I also worry that only the most motivated students will pay attention to the introductory screen shown for each travel destination and era. Although these screens contain valuable information, I found it easy to forget the particulars pertaining to the places I visited. As you get caught up in the game and the chase, all that matters is getting to the next clue. I wish Brøderbund had devised a means of linking each destination's introductory screen to the case so that children would read it and register its contents.

I would also have welcomed some attempt to preserve cultural differences. All of the witnesses and informers have pronouncedly American speech patterns. (I assume that the chronoskimmer translates dialogue not only into English but into the regional present.) What a charge it would be if, instead of encountering a dull old banker in late sixteenth-century England, you met perhaps a later-famous poet who used thee and thou in his bantering rhyme. Perhaps that's a given for software that gives you so much: It gets you thinking of new possibilities.

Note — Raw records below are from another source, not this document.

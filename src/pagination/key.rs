//! Navigation keys

use super::links::{REL_FIRST, REL_LAST, REL_NEXT, REL_PREV};
use crate::error::{Error, Result};
use std::fmt;
use std::str::FromStr;

/// Where a navigation call should go
#[derive(Debug, Clone, Copy, PartialEq, Eq)]
pub enum PageKey {
    /// Page 1
    First,
    /// One page back, stopping at page 1
    Prev,
    /// One page forward, stopping at the last known page
    Next,
    /// The last page, as derived from the `last` link
    Last,
    /// An absolute 1-based page number
    Number(u32),
}

impl PageKey {
    /// Resolve this key against the current position and page count
    pub fn resolve(self, current_page: u32, count_of_pages: u32) -> u32 {
        match self {
            PageKey::First => 1,
            PageKey::Prev => {
                if current_page > 1 {
                    current_page - 1
                } else {
                    1
                }
            }
            PageKey::Next => {
                if current_page < count_of_pages {
                    current_page + 1
                } else {
                    current_page
                }
            }
            PageKey::Last => count_of_pages,
            PageKey::Number(n) => n,
        }
    }
}

impl FromStr for PageKey {
    type Err = Error;

    fn from_str(s: &str) -> Result<Self> {
        let key = s.trim();
        match key {
            REL_FIRST => Ok(PageKey::First),
            REL_PREV => Ok(PageKey::Prev),
            REL_NEXT => Ok(PageKey::Next),
            REL_LAST => Ok(PageKey::Last),
            _ => key
                .parse::<u32>()
                .map(PageKey::Number)
                .map_err(|_| Error::invalid_page_key(s)),
        }
    }
}

impl From<u32> for PageKey {
    fn from(page: u32) -> Self {
        PageKey::Number(page)
    }
}

impl fmt::Display for PageKey {
    fn fmt(&self, f: &mut fmt::Formatter<'_>) -> fmt::Result {
        match self {
            PageKey::First => f.write_str(REL_FIRST),
            PageKey::Prev => f.write_str(REL_PREV),
            PageKey::Next => f.write_str(REL_NEXT),
            PageKey::Last => f.write_str(REL_LAST),
            PageKey::Number(n) => write!(f, "{n}"),
        }
    }
}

Everything else about Where in Time—and there's a lot of it—is excellent. Back at the Acme Detective Agency, for example, if you use the elevator to investigate floors other than the one to which you're currently assigned, you'll find some really nice touches. In the basement, you'll encounter a burning incinerator and an interesting message along with your record and current rank. Other floors have other scenarios—you'll probably want to check out all of them. Don't be afraid to click the mouse or position the arrow and press Return on any object or sign you see as you travel around the building.

If you find yourself on a case in which the clues seem too difficult, you can get hints by going back to your previous location and doing a second search or by scanning an area more than once. This can be especially helpful when the pressure mounts and the clock ticks away.

The students to whom I showed the program received it enthusiastically. They enjoyed, as I did, the special effects and attention to detail. Especially appealing is the manner in which you're drawn into the story. From the beginning, you're intimately involved in the action. All along, it's assumed that you're the key to solving the crime. Knowing that they are relied on to such an extent can make kids feel important and motivated. Learning those two facts alone can be extremely gratifying for any child.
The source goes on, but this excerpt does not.